In March 2014 van der Plaetsen won world indoor bronze in a Belgium national record. In October he received a letter telling him he had failed an out-of-competition doping test.

He hadn’t. It was worse.

The abnormal readings were a result of testicular cancer. Just over seven months after finishing chemotherapy he won gold at the World University Games. At the Beijing World Championships in August he finished fourteenth. The 24-year-old has set up the Back On Track Foundation to support other cancer sufferers in a return to normal life. In van der Plaetsen there is a remarkable example of how to do just that.

 

As the end of the year is nearing, it's time for a bit of a recap...This is a series of (English) interviews with...

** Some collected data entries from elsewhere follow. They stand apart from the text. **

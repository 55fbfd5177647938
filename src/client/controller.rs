/**
 * Sync Controller
 *
 * Drives one session's replicated document through the relay lifecycle:
 *
 * ```text
 * Connecting ──open──▶ Joined ──YJS_SYNC──▶ Synced
 *      │                  │                   │
 *      └──────────────────┴───── close ───────┴──▶ Disconnected
 *                         ERROR (any state) ─────▶ Error
 * ```
 *
 * Until the first snapshot arrives the document is not trusted: local edits
 * are kept in the document but not broadcast. Once the snapshot is merged,
 * the surface is reconciled to the document (the document wins), anything
 * typed before the join is flushed as one update, and an empty buffer is
 * seeded with the language template.
 *
 * Every document transaction is routed through one check on the echo guard:
 * it reaches the surface unless it came from the surface, and reaches the
 * relay unless it came from the relay.
 */
use crate::client::adapter::{EchoGuard, SurfaceAdapter};
use crate::client::document::{CodeDocument, DocumentChange};
use crate::client::surface::EditorSurface;
use crate::client::transport::{RelayTransport, TransportEvent};
use crate::shared::language::Language;
use crate::shared::protocol::{decode_payload, ClientMessage, ServerMessage};
use std::fmt;
use std::rc::Rc;

/// Connection and sync state shown to the user
#[derive(Debug, Clone, PartialEq, Eq)]
pub enum SyncStatus {
    /// A required connection parameter is missing
    Blocked(String),
    Connecting,
    /// Joined the room, snapshot pending
    Joined,
    Synced,
    /// Relay-reported error; the connection stays open
    Error(String),
    Disconnected,
}

impl SyncStatus {
    /// Status for a session that cannot connect
    pub fn blocked(missing: &[&str]) -> Self {
        SyncStatus::Blocked(missing.join(", "))
    }
}

impl fmt::Display for SyncStatus {
    fn fmt(&self, f: &mut fmt::Formatter<'_>) -> fmt::Result {
        match self {
            SyncStatus::Blocked(missing) => write!(f, "missing session details: {}", missing),
            SyncStatus::Connecting => f.write_str("connecting…"),
            SyncStatus::Joined => f.write_str("connected"),
            SyncStatus::Synced => f.write_str("synced"),
            SyncStatus::Error(message) => write!(f, "error: {}", message),
            SyncStatus::Disconnected => f.write_str("disconnected"),
        }
    }
}

/// Partner chat delivered by the relay, handed to the chat reconciler
#[derive(Debug, Clone, PartialEq, Eq)]
pub struct IncomingChat {
    pub content: String,
    pub sender_id: String,
    pub sent_at: String,
    pub client_id: Option<String>,
}

/// Replicated document, surface and relay connection of one session
pub struct SyncController<T, S> {
    document: CodeDocument,
    adapter: SurfaceAdapter<S>,
    guard: Rc<EchoGuard>,
    transport: T,
    room_id: String,
    language: Language,
    status: SyncStatus,
    synced: bool,
    peer_left: bool,
    updates_sent: usize,
}

impl<T: RelayTransport, S: EditorSurface> SyncController<T, S> {
    /// Create a controller waiting for its transport to open
    ///
    /// # Arguments
    /// * `transport` - Connection to the relay
    /// * `surface` - Editing surface mirrored from the document
    /// * `room_id` - Room joined once the transport opens
    /// * `language` - Language whose template seeds an empty buffer
    pub fn new(transport: T, surface: S, room_id: impl Into<String>, language: Language) -> Self {
        let guard = Rc::new(EchoGuard::new());
        Self {
            document: CodeDocument::new(),
            adapter: SurfaceAdapter::new(surface, Rc::clone(&guard)),
            guard,
            transport,
            room_id: room_id.into(),
            language,
            status: SyncStatus::Connecting,
            synced: false,
            peer_left: false,
            updates_sent: 0,
        }
    }

    pub fn status(&self) -> &SyncStatus {
        &self.status
    }

    /// Mark the session as unable to connect
    pub fn block(&mut self, missing: &[&str]) {
        self.status = SyncStatus::blocked(missing);
        tracing::warn!("[Sync] Session blocked: {}", self.status);
    }

    pub fn document(&self) -> &CodeDocument {
        &self.document
    }

    pub fn surface(&self) -> &S {
        self.adapter.surface()
    }

    pub fn surface_mut(&mut self) -> &mut S {
        self.adapter.surface_mut()
    }

    pub fn transport(&self) -> &T {
        &self.transport
    }

    pub fn transport_mut(&mut self) -> &mut T {
        &mut self.transport
    }

    pub fn language(&self) -> Language {
        self.language
    }

    pub fn room_id(&self) -> &str {
        &self.room_id
    }

    /// Whether the partner has left since the flag was last cleared
    pub fn peer_left(&self) -> bool {
        self.peer_left
    }

    pub fn clear_peer_left(&mut self) {
        self.peer_left = false;
    }

    /// Number of `YJS_UPDATE` messages sent so far
    pub fn updates_sent(&self) -> usize {
        self.updates_sent
    }

    /// Route one transport event
    ///
    /// Returns partner chat for the chat reconciler; everything else is
    /// handled here.
    pub fn dispatch(&mut self, event: TransportEvent) -> Option<IncomingChat> {
        match event {
            TransportEvent::Opened => self.on_open(),
            TransportEvent::Closed { reason } => self.on_closed(&reason),
            TransportEvent::Message(message) => return self.on_message(message),
        }
        None
    }

    fn on_message(&mut self, message: ServerMessage) -> Option<IncomingChat> {
        match message {
            ServerMessage::YjsSync { payload_b64 } => match decode_payload(&payload_b64) {
                Ok(bytes) => self.on_snapshot(&bytes),
                Err(e) => tracing::warn!("[Sync] Dropping snapshot with bad payload: {}", e),
            },
            ServerMessage::YjsUpdate { payload_b64 } => match decode_payload(&payload_b64) {
                Ok(bytes) => self.on_update(&bytes),
                Err(e) => tracing::warn!("[Sync] Dropping update with bad payload: {}", e),
            },
            ServerMessage::PartnerChat {
                content,
                sender_id,
                sent_at,
                client_id,
            } => {
                return Some(IncomingChat {
                    content,
                    sender_id,
                    sent_at,
                    client_id,
                })
            }
            ServerMessage::Left { room_id } => match room_id {
                Some(room_id) if room_id != self.room_id => {
                    tracing::debug!("[Sync] Ignoring LEFT for room {}", room_id);
                }
                _ => self.on_peer_left(),
            },
            ServerMessage::Error { message } => self.on_relay_error(message),
        }
        None
    }

    /// Transport opened: join the room
    pub fn on_open(&mut self) {
        let join = ClientMessage::JoinRoom {
            room_id: self.room_id.clone(),
        };
        match self.transport.send(join) {
            Ok(()) => {
                tracing::info!("[Sync] Joining room {}", self.room_id);
                self.status = SyncStatus::Joined;
            }
            Err(e) => {
                tracing::error!("[Sync] Could not send join: {}", e);
                self.status = SyncStatus::Error(e.to_string());
            }
        }
    }

    /// Full snapshot from the relay
    pub fn on_snapshot(&mut self, bytes: &[u8]) {
        if !self.apply_inbound(bytes) {
            return;
        }

        if self.synced {
            tracing::info!("[Sync] Merged repeated snapshot");
        } else {
            tracing::info!("[Sync] Initial snapshot applied");
        }
        self.synced = true;
        if !matches!(self.status, SyncStatus::Error(_)) {
            self.status = SyncStatus::Synced;
        }

        self.reconcile_surface();
        self.flush_unsynced(bytes);
        self.seed_template();
    }

    /// Incremental update from the partner
    pub fn on_update(&mut self, bytes: &[u8]) {
        self.apply_inbound(bytes);
    }

    /// Relay-reported failure
    pub fn on_relay_error(&mut self, message: String) {
        tracing::warn!("[Sync] Relay error: {}", message);
        self.status = SyncStatus::Error(message);
    }

    /// The partner left the room; editing continues solo
    pub fn on_peer_left(&mut self) {
        tracing::info!("[Sync] Partner left room {}", self.room_id);
        self.peer_left = true;
    }

    /// The transport closed
    pub fn on_closed(&mut self, reason: &str) {
        tracing::info!("[Sync] Disconnected: {}", reason);
        self.status = SyncStatus::Disconnected;
    }

    /// Feed edits made on the surface into the document
    pub fn pump_surface(&mut self) {
        for batch in self.adapter.drain_local() {
            if let Some(change) = self.document.capture_local_change(&batch) {
                self.route(change);
            }
        }
    }

    /// Switch the editor language
    ///
    /// Seeds the new template if the shared buffer is still empty.
    pub fn set_language(&mut self, language: Language) {
        self.language = language;
        self.seed_template();
    }

    /// Leave the room and close the connection
    pub fn quit(&mut self) {
        if self.transport.is_open() {
            if let Err(e) = self.transport.send(ClientMessage::LeaveRoom) {
                tracing::debug!("[Sync] Leave not sent: {}", e);
            }
        }
        self.transport.close();
        self.status = SyncStatus::Disconnected;
    }

    fn apply_inbound(&mut self, bytes: &[u8]) -> bool {
        let guard = Rc::clone(&self.guard);
        let _quiet = guard.suppress_network();
        match self.document.apply_remote(bytes) {
            Ok(change) => {
                self.route(change);
                true
            }
            Err(e) => {
                tracing::warn!("[Sync] Dropping remote payload: {}", e);
                false
            }
        }
    }

    fn reconcile_surface(&mut self) {
        let content = self.document.content();
        if !self.adapter.matches(&content) {
            tracing::info!("[Sync] Surface differs from document, overwriting");
            self.adapter.overwrite(&content);
        }
    }

    fn flush_unsynced(&mut self, snapshot: &[u8]) {
        if let Some(update) = self.document.missing_from(snapshot) {
            tracing::info!("[Sync] Sending {} bytes typed before sync", update.len());
            self.send_update(&update);
        }
    }

    fn seed_template(&mut self) {
        if !self.synced || !self.document.is_empty() {
            return;
        }
        if let Some(change) = self.document.insert_template(self.language.template()) {
            tracing::info!("[Sync] Seeded {} template", self.language);
            self.route(change);
        }
    }

    fn route(&mut self, change: DocumentChange) {
        if self.guard.should_write_surface(change.origin) {
            self.adapter.write_delta(&change.delta);
        }
        if self.guard.should_broadcast(change.origin) && self.synced {
            self.send_update(&change.update);
        }
    }

    fn send_update(&mut self, update: &[u8]) {
        match self.transport.send(ClientMessage::update(update)) {
            Ok(()) => self.updates_sent += 1,
            Err(e) => tracing::warn!("[Sync] Update not sent: {}", e),
        }
    }
}
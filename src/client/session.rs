//! # Collaboration Session
//!
//! Glue for one pairing session: the sync controller, the chat reconciler and
//! the external services, driven by a single cooperative loop.
//!
//! ## Event Loop
//!
//! [`CollabSession::run`] selects over four sources:
//!
//! - transport events from the relay connection
//! - commands from the user interface
//! - results of HTTP calls, which run in spawned tasks and report back
//! - the partner notice deadline
//!
//! Document, chat and surface state are only touched from this loop, so
//! nothing here needs a lock.
//!
//! ## Output
//!
//! The loop reports what the UI should show through an unbounded channel of
//! [`SessionEvent`]s.

use crate::client::chat::{route_input, ChatReceipt, ChatReconciler, ChatRoute};
use crate::client::config::SessionConfig;
use crate::client::controller::{SyncController, SyncStatus};
use crate::client::identity::identity_hint;
use crate::client::services::{
    select_test_cases, AssistantContext, ExecutionReport, Question, ServiceClient, ServiceError,
};
use crate::client::surface::{EditorSurface, TextBuffer};
use crate::client::transport::{relay_endpoint, RelayTransport, TransportEvent, WsTransport};
use crate::shared::crdt::EditOp;
use crate::shared::language::Language;
use crate::shared::message::{ChatMessage, PartnerNotice};
use tokio::sync::mpsc;
use tokio::time::{sleep_until, Instant};

/// Input from the user interface
#[derive(Debug, Clone, PartialEq, Eq)]
pub enum SessionCommand {
    /// One user edit on the surface, regions in pre-edit coordinates
    Edit(Vec<EditOp>),
    /// Type text at the end of the surface
    Append(String),
    /// A line typed into the chat input
    Chat(String),
    SetLanguage(Language),
    DismissNotice,
    LoadQuestion(String),
    /// Run the current code against the question's test cases
    Run,
    Quit,
}

/// What the user interface should reflect
#[derive(Debug, Clone, PartialEq)]
pub enum SessionEvent {
    Status(SyncStatus),
    /// Shared buffer content after a change
    Document(String),
    /// New entry appended to the chat panel
    ChatEntry(ChatMessage),
    /// Entry at this index is now delivered
    ChatDelivered(usize),
    /// Partner notice shown (`Some`) or cleared (`None`)
    Notice(Option<PartnerNotice>),
    PeerLeft,
    Question(Question),
    Execution(ExecutionReport),
}

enum ServiceOutcome {
    Question(Result<Question, ServiceError>),
    Execution(ExecutionReport),
    Assistant(String),
}

/// One pairing session
pub struct CollabSession<T> {
    controller: SyncController<T, TextBuffer>,
    chat: ChatReconciler,
    services: ServiceClient,
    question: Option<Question>,
    question_id: Option<String>,
    service_tx: mpsc::UnboundedSender<ServiceOutcome>,
    service_rx: Option<mpsc::UnboundedReceiver<ServiceOutcome>>,
    events: mpsc::UnboundedSender<SessionEvent>,
    last_status: Option<SyncStatus>,
    last_content: String,
    last_notice: Option<PartnerNotice>,
    published_entries: usize,
}

impl CollabSession<WsTransport> {
    /// Build a session from configuration and start connecting
    ///
    /// If a relay parameter is missing the session still starts, with a
    /// `Blocked` status and no connection.
    pub fn connect(
        config: &SessionConfig,
        events: mpsc::UnboundedSender<SessionEvent>,
    ) -> (Self, mpsc::UnboundedReceiver<TransportEvent>) {
        let missing = config.missing_connection_fields();
        let room_id = config.app.room_id.clone().unwrap_or_default();
        let token = config.app.auth_token.clone().unwrap_or_default();

        let (transport, transport_events, failure) = if missing.is_empty() {
            let relay_url = config.app.relay_url.as_deref().unwrap_or_default();
            match relay_endpoint(relay_url, &token) {
                Ok(url) => {
                    let (transport, rx) = WsTransport::connect(url);
                    (transport, rx, None)
                }
                Err(e) => {
                    let (transport, rx) = WsTransport::detached();
                    (transport, rx, Some(e.to_string()))
                }
            }
        } else {
            let (transport, rx) = WsTransport::detached();
            (transport, rx, None)
        };

        let mut controller =
            SyncController::new(transport, TextBuffer::new(), room_id, config.language);
        if !missing.is_empty() {
            controller.block(&missing);
        } else if let Some(message) = failure {
            controller.on_relay_error(message);
        }

        let chat = ChatReconciler::new(identity_hint(&token), config.notice_ttl);
        let services = ServiceClient::new(
            config.app.questions_url.clone(),
            config.app.chatbot_url.clone(),
        );
        let mut session = Self::new(controller, chat, services, events);
        session.question_id = config.question_id.clone();
        (session, transport_events)
    }
}

impl<T: RelayTransport> CollabSession<T> {
    pub fn new(
        controller: SyncController<T, TextBuffer>,
        chat: ChatReconciler,
        services: ServiceClient,
        events: mpsc::UnboundedSender<SessionEvent>,
    ) -> Self {
        let (service_tx, service_rx) = mpsc::unbounded_channel();
        Self {
            controller,
            chat,
            services,
            question: None,
            question_id: None,
            service_tx,
            service_rx: Some(service_rx),
            events,
            last_status: None,
            last_content: String::new(),
            last_notice: None,
            published_entries: 0,
        }
    }

    pub fn controller(&self) -> &SyncController<T, TextBuffer> {
        &self.controller
    }

    pub fn chat(&self) -> &ChatReconciler {
        &self.chat
    }

    pub fn question(&self) -> Option<&Question> {
        self.question.as_ref()
    }

    /// Run until `Quit` is received or the command channel closes
    pub async fn run(
        mut self,
        mut transport_events: mpsc::UnboundedReceiver<TransportEvent>,
        mut commands: mpsc::UnboundedReceiver<SessionCommand>,
    ) {
        let Some(mut service_rx) = self.service_rx.take() else {
            tracing::error!("[Sync] Service channel already taken");
            return;
        };
        if let Some(id) = self.question_id.clone() {
            self.load_question(id);
        }
        self.publish();

        let mut transport_live = true;
        loop {
            let deadline = self.chat.notice_deadline();
            tokio::select! {
                event = transport_events.recv(), if transport_live => match event {
                    Some(event) => self.handle_transport(event),
                    None => transport_live = false,
                },
                command = commands.recv() => match command {
                    Some(SessionCommand::Quit) | None => {
                        self.controller.quit();
                        self.publish();
                        break;
                    }
                    Some(command) => self.handle_command(command),
                },
                Some(outcome) = service_rx.recv() => self.handle_service(outcome),
                _ = sleep_until(deadline.unwrap_or_else(Instant::now)), if deadline.is_some() => {
                    self.chat.expire_notice(Instant::now());
                }
            }
            self.publish();
        }
        tracing::info!("[Sync] Session ended");
    }

    /// Apply one transport event
    pub fn handle_transport(&mut self, event: TransportEvent) {
        if let Some(incoming) = self.controller.dispatch(event) {
            let receipt = self.chat.receive_partner(
                incoming.content,
                incoming.sender_id,
                incoming.sent_at,
                incoming.client_id,
                Instant::now(),
            );
            if let ChatReceipt::Confirmed(index) = receipt {
                self.emit(SessionEvent::ChatDelivered(index));
            }
        }
        if self.controller.peer_left() {
            self.controller.clear_peer_left();
            self.emit(SessionEvent::PeerLeft);
        }
    }

    /// Apply one user command other than `Quit`
    pub fn handle_command(&mut self, command: SessionCommand) {
        match command {
            SessionCommand::Edit(edits) => {
                self.controller.surface_mut().apply_user_edit(edits);
            }
            SessionCommand::Append(text) => self.controller.surface_mut().append(&text),
            SessionCommand::Chat(line) => self.handle_chat_input(&line),
            SessionCommand::SetLanguage(language) => self.controller.set_language(language),
            SessionCommand::DismissNotice => self.chat.dismiss_notice(),
            SessionCommand::LoadQuestion(id) => self.load_question(id),
            SessionCommand::Run => self.run_code(),
            SessionCommand::Quit => self.controller.quit(),
        }
        self.controller.pump_surface();
    }

    fn handle_chat_input(&mut self, line: &str) {
        match route_input(line) {
            ChatRoute::Partner(body) => {
                // A failure has already been recorded as a system entry.
                let _ = self.chat.send_partner(&body, self.controller.transport());
            }
            ChatRoute::Assistant(message) => {
                self.chat.push_user(message.clone());
                let context = AssistantContext {
                    question_id: self.question_id.clone(),
                    question: self.question.as_ref().map(|q| q.title.clone()),
                    code: self.controller.surface().value(),
                    language: self.controller.language().to_string(),
                };
                let services = self.services.clone();
                let tx = self.service_tx.clone();
                tokio::spawn(async move {
                    let reply = services.assistant_reply(&message, &context).await;
                    let _ = tx.send(ServiceOutcome::Assistant(reply));
                });
            }
            ChatRoute::MissingPartnerBody => {
                self.chat
                    .push_system("Type a message after @partner to send it to your partner.");
            }
            ChatRoute::Empty => {}
        }
    }

    fn load_question(&mut self, id: String) {
        self.question_id = Some(id.clone());
        let services = self.services.clone();
        let tx = self.service_tx.clone();
        tokio::spawn(async move {
            let result = services.fetch_question(&id).await;
            let _ = tx.send(ServiceOutcome::Question(result));
        });
    }

    fn run_code(&mut self) {
        let test_cases = self
            .question
            .as_ref()
            .map(select_test_cases)
            .unwrap_or_default();
        if test_cases.is_empty() {
            self.chat.push_system("No test cases available");
            return;
        }

        // Runs the code as it is at the moment of the request.
        let code = self.controller.document().content();
        let language = self.controller.language();
        let services = self.services.clone();
        let tx = self.service_tx.clone();
        tokio::spawn(async move {
            let report = services.execute_or_report(&code, language, &test_cases).await;
            let _ = tx.send(ServiceOutcome::Execution(report));
        });
    }

    fn handle_service(&mut self, outcome: ServiceOutcome) {
        match outcome {
            ServiceOutcome::Question(Ok(question)) => {
                tracing::info!("[Services] Loaded question '{}'", question.title);
                self.question = Some(question.clone());
                self.emit(SessionEvent::Question(question));
            }
            ServiceOutcome::Question(Err(e)) => {
                tracing::warn!("[Services] Failed to fetch question: {}", e);
            }
            ServiceOutcome::Execution(report) => self.emit(SessionEvent::Execution(report)),
            ServiceOutcome::Assistant(reply) => self.chat.push_assistant(reply),
        }
    }

    fn publish(&mut self) {
        let status = self.controller.status().clone();
        if self.last_status.as_ref() != Some(&status) {
            self.last_status = Some(status.clone());
            self.emit(SessionEvent::Status(status));
        }

        let content = self.controller.document().content();
        if content != self.last_content {
            self.last_content = content.clone();
            self.emit(SessionEvent::Document(content));
        }

        let fresh: Vec<ChatMessage> = self.chat.entries()[self.published_entries..].to_vec();
        self.published_entries = self.chat.entries().len();
        for entry in fresh {
            self.emit(SessionEvent::ChatEntry(entry));
        }

        let notice = self.chat.notice().cloned();
        if notice != self.last_notice {
            self.last_notice = notice.clone();
            self.emit(SessionEvent::Notice(notice));
        }
    }

    fn emit(&self, event: SessionEvent) {
        let _ = self.events.send(event);
    }
}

Posted by Thomas Van der Plaetsen on Wednesday, 16 December 2015

 

Blanka Vlasic

The Croatian high jumper competed in just three competitions in 2015. After her second, in New York, her season looked over. Pain in her Achilles left her unable to walk. She was advised to stop. No more competitions and minimal training. 

Unprepared and unsure, she headed to the Beijing world champs. Vlasic wobbled through to the final, where she cleared 2.01m, the second best jump of the year by any woman, and enough to earn an improbable, miraculous silver medal. Cue the dancing.

Guowei Zhang

We don’t know what it is about the high jump, but it just makes us want to break out into dance.

Zhang proved he has the moves as well as the grooves, winning world champs silver in Beijing to the delight of the Bird's Nest. Hips don't lie.